* [Try it]:
Search term "does": please copy every line of the records below that contains it.

* [Saved entries]:
<<<<

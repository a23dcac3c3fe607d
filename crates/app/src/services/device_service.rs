//! Device service: use-cases for managing devices.

use smarthome_domain::device::{Device, DeviceModel};
use smarthome_domain::error::{AlreadyExistsError, NotFoundError, SmartHomeError};
use smarthome_domain::id::{DeviceId, HouseId, RoomId};

use crate::ports::{DeviceRepository, RoomRepository};

/// Application service for device operations.
pub struct DeviceService<D, R> {
    devices: D,
    rooms: R,
}

impl<D: DeviceRepository, R: RoomRepository> DeviceService<D, R> {
    /// Create a new service backed by the given repositories.
    pub fn new(devices: D, rooms: R) -> Self {
        Self { devices, rooms }
    }

    /// Create an active device in an existing room.
    ///
    /// # Errors
    ///
    /// Returns [`SmartHomeError::NotFound`] when the room does not exist,
    /// [`SmartHomeError::AlreadyExists`] when the device id is taken, or a
    /// storage error from the repositories.
    #[tracing::instrument(skip(self, model), fields(model = %model))]
    pub async fn create_device(
        &self,
        id: DeviceId,
        model: DeviceModel,
        room_id: RoomId,
    ) -> Result<Device, SmartHomeError> {
        if !self.rooms.exists_by_id(&room_id).await? {
            return Err(NotFoundError {
                entity: "Room",
                id: room_id.to_string(),
            }
            .into());
        }
        if self.devices.exists_by_id(&id).await? {
            return Err(AlreadyExistsError {
                entity: "Device",
                id: id.to_string(),
            }
            .into());
        }
        self.devices.save(Device::new(id, model, room_id)).await
    }

    /// Deactivate a device.
    ///
    /// Returns `Ok(false)` when the device was already inactive.
    ///
    /// # Errors
    ///
    /// Returns [`SmartHomeError::NotFound`] when the device does not exist,
    /// or a storage error from the repository.
    #[tracing::instrument(skip(self))]
    pub async fn deactivate_device(&self, id: &DeviceId) -> Result<bool, SmartHomeError> {
        let mut device = self.get_device(id).await?;
        if !device.deactivate() {
            tracing::debug!(device_id = %id, "device already inactive");
            return Ok(false);
        }
        self.devices.update(device).await?;
        Ok(true)
    }

    /// Look up a device by id, returning an error if not found.
    ///
    /// # Errors
    ///
    /// Returns [`SmartHomeError::NotFound`] when no device with `id` exists,
    /// or a storage error from the repository.
    pub async fn get_device(&self, id: &DeviceId) -> Result<Device, SmartHomeError> {
        self.devices.find_by_id(id).await?.ok_or_else(|| {
            NotFoundError {
                entity: "Device",
                id: id.to_string(),
            }
            .into()
        })
    }

    /// List the devices of a room.
    ///
    /// # Errors
    ///
    /// Returns [`SmartHomeError::NotFound`] when the room does not exist, or
    /// a storage error from the repositories.
    pub async fn list_devices_in_room(
        &self,
        room_id: &RoomId,
    ) -> Result<Vec<Device>, SmartHomeError> {
        if !self.rooms.exists_by_id(room_id).await? {
            return Err(NotFoundError {
                entity: "Room",
                id: room_id.to_string(),
            }
            .into());
        }
        self.devices.find_by_room(room_id).await
    }

    /// List the devices of every room of the house.
    ///
    /// # Errors
    ///
    /// Returns a storage error propagated from the repositories.
    pub async fn list_devices_in_house(
        &self,
        house_id: &HouseId,
    ) -> Result<Vec<Device>, SmartHomeError> {
        let mut devices = Vec::new();
        for room in self.rooms.find_by_house(house_id).await? {
            devices.extend(self.devices.find_by_room(room.id()).await?);
        }
        Ok(devices)
    }
}
//! Storage-specific error type for the in-memory tables.

use smarthome_domain::error::SmartHomeError;

/// Errors originating from the in-memory storage layer.
#[derive(Debug, thiserror::Error)]
pub enum StorageError {
    /// A writer panicked while holding the table lock.
    #[error("table {table} is poisoned")]
    LockPoisoned { table: &'static str },
}

impl From<StorageError> for SmartHomeError {
    fn from(err: StorageError) -> Self {
        Self::Storage(Box::new(err))
    }
}

/// The in-memory weather table has no entry for a request.
#[derive(Debug, thiserror::Error)]
#[error("no {what} reported for {key}")]
pub struct NotReported {
    pub what: &'static str,
    pub key: String,
}

impl From<NotReported> for SmartHomeError {
    fn from(err: NotReported) -> Self {
        Self::Gateway(Box::new(err))
    }
}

>>>>

* [Solution to the exercise]:
    /// Returns [`SmartHomeError::NotFound`] when the room does not exist,
    /// Returns [`SmartHomeError::NotFound`] when the device does not exist,
    /// Returns [`SmartHomeError::NotFound`] when the room does not exist, or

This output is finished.